Einstein postulated that light propagates in empty space requiring absolutely no medium whatsoever. He then developed a completely self consistent theory, called the Special Theory of Relativity, that revolutionized virtually everything that physicists thought they knew about physics at the time. In the 115 years since Einstein proposed his new theory, the predictions of Special Relativity have been extensively tested, and they have always been shown to be correct to very high levels of precision and accuracy. In fact, no experiment has ever contradicted the principles of Special Relativity.
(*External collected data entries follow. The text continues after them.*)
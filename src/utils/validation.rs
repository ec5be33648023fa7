use crate::utils::error::{Result, ScraperError};
use std::collections::HashSet;
use url::Url;

pub trait Validate {
    fn validate(&self) -> Result<()>;
}

/// 支援的 Shopee 國家網域
pub const SUPPORTED_DOMAINS: &[&str] = &[
    "shopee.co.th",
    "shopee.sg",
    "shopee.vn",
    "shopee.co.id",
    "shopee.com.my",
    "shopee.ph",
    "shopee.tw",
    "shopee.br",
    "shopee.com.mx",
    "shopee.cl",
    "shopee.com.co",
];

fn invalid(field_name: &str, value: impl ToString, reason: impl Into<String>) -> ScraperError {
    ScraperError::InvalidConfigValueError {
        field: field_name.to_string(),
        value: value.to_string(),
        reason: reason.into(),
    }
}

/// Absolute http(s) URL, used for base URL overrides.
pub fn validate_url(field_name: &str, url_str: &str) -> Result<()> {
    let url = Url::parse(url_str)
        .map_err(|e| invalid(field_name, url_str, format!("Not an absolute URL: {}", e)))?;
    if !matches!(url.scheme(), "http" | "https") {
        return Err(invalid(
            field_name,
            url_str,
            format!("Only http and https are supported, got '{}'", url.scheme()),
        ));
    }
    if url.host_str().is_none() {
        return Err(invalid(field_name, url_str, "URL has no host"));
    }
    Ok(())
}

pub fn validate_domain(field_name: &str, domain: &str) -> Result<()> {
    if SUPPORTED_DOMAINS.contains(&domain) {
        return Ok(());
    }
    Err(invalid(
        field_name,
        domain,
        format!("Supported domains: {}", SUPPORTED_DOMAINS.join(", ")),
    ))
}

/// Export target: non-empty, no NUL, not a directory.
pub fn validate_path(field_name: &str, path: &str) -> Result<()> {
    let reason = if path.trim().is_empty() {
        "Output path is empty"
    } else if path.contains('\0') {
        "Output path contains a NUL byte"
    } else if path.ends_with('/') || path.ends_with('\\') {
        "Output path points to a directory, expected a file name"
    } else {
        return Ok(());
    };
    Err(invalid(field_name, path, reason))
}

pub fn validate_file_extension(field_name: &str, file: &str, allowed_extensions: &[&str]) -> Result<()> {
    let allowed: HashSet<&str> = allowed_extensions.iter().copied().collect();

    let extension = std::path::Path::new(file)
        .extension()
        .and_then(|ext| ext.to_str())
        .map(|ext| ext.to_ascii_lowercase());

    match extension {
        Some(ext) if allowed.contains(ext.as_str()) => Ok(()),
        Some(ext) => Err(invalid(
            field_name,
            file,
            format!(
                "Cannot export '.{}' files, use one of: {}",
                ext,
                allowed_extensions.join(", ")
            ),
        )),
        None => Err(invalid(
            field_name,
            file,
            format!("Add a file extension ({})", allowed_extensions.join(", ")),
        )),
    }
}

pub fn validate_non_empty_string(field_name: &str, value: &str) -> Result<()> {
    if value.trim().is_empty() {
        return Err(invalid(field_name, value, "Must not be blank"));
    }
    Ok(())
}

/// Inclusive bounds check for numeric settings (pages, attempts, timeouts).
pub fn validate_range<T: PartialOrd + std::fmt::Display + Copy>(
    field_name: &str,
    value: T,
    min: T,
    max: T,
) -> Result<()> {
    if (min..=max).contains(&value) {
        Ok(())
    } else {
        Err(invalid(field_name, value, format!("Expected {} to {}", min, max)))
    }
}
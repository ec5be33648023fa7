pub mod export;
pub mod pipeline;
pub mod report;
pub mod runner;

pub use crate::domain::model::{Product, TransformResult};
pub use crate::domain::ports::{ConfigProvider, Pipeline, Storage};
pub use crate::utils::error::Result;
Einstein came to the conclusion that light waves do not require a medium to propagate. He based this conclusion on two purely empirical and well-tested observations:
- Light propagates as a wave.
- Light propagates through empty space.
If you consider these two facts, you have to conclude that one of two things must be true: either, empty space contains a mysterious and as-of-yet undetected medium through which light waves propagate, or light waves are able to propagate through empty space without the need for a medium.
Before Einstein, the overwhelming consensus among practicing physicists was that there must be a medium that permeates all of empty space. They dubbed this mysterious medium the "Luminiferous Aether," or simply "Aether" for short, and set out to see if they could predict and/or measure its properties. Right from the start, however, there were many theoretical and empirical problems with the Aether hypothesis, not least of which was how something that is so diffuse that it could not even be detected could at the same time provide enough tension to propagate light at such an enormous speed.
Einstein rejected the conventional wisdom and simply did away with the entire notion of the Aether as completely unnecessary. In its place, Einstein asserted two very simple postulates:
- The laws of physics, including electromagnetism, are the same for all observers moving with respect to one another in inertial frames of reference (constant velocity and zero or negligible gravity).
- Light propagates at a constant rate of speed for all observers regardless of their relative motions with respect to each other and with respect to the source of the light.
The second of these two postulates, the so-called constancy of the speed of light, was quite new and radical at the time, and its implications for physics were nothing short of revolutionary.
So, it is simply not true that all waves require a medium to propagate. It turns out that only some kinds of waves require a medium, notably sound waves and mechanical waves, whereas other kinds of waves, specifically electromagnetic waves, require no medium whatsoever.
Ten years later, in 1915, Einstein would extend his Special Theory of Relativity to include accelerated motion and gravitational fields. This new theory, the General Theory of Relativity, predicted the existence of an entirely new type of wave that had never previously been observed or even predicted to exist -- that is, gravitational waves. Just like electromagnetic waves, gravitational waves would propagate through empty space, without a medium, and remarkably, the speed of propagation for gravitational waves would be exactly the same as the speed of light.
In 2015, exactly 100 years after Einstein first predicted their existence, gravitational waves were observed, measured, and recorded for the first time. The specific event that generated these gravitational waves was the collision and merger of two massive black holes. Incidentally, the entire notion of black holes is another fascinating consequence of General Relativity, and the possibility of black holes was first predicted by a German physicist, Karl Schwarzschild, shortly after Einstein first published his theory in 1915.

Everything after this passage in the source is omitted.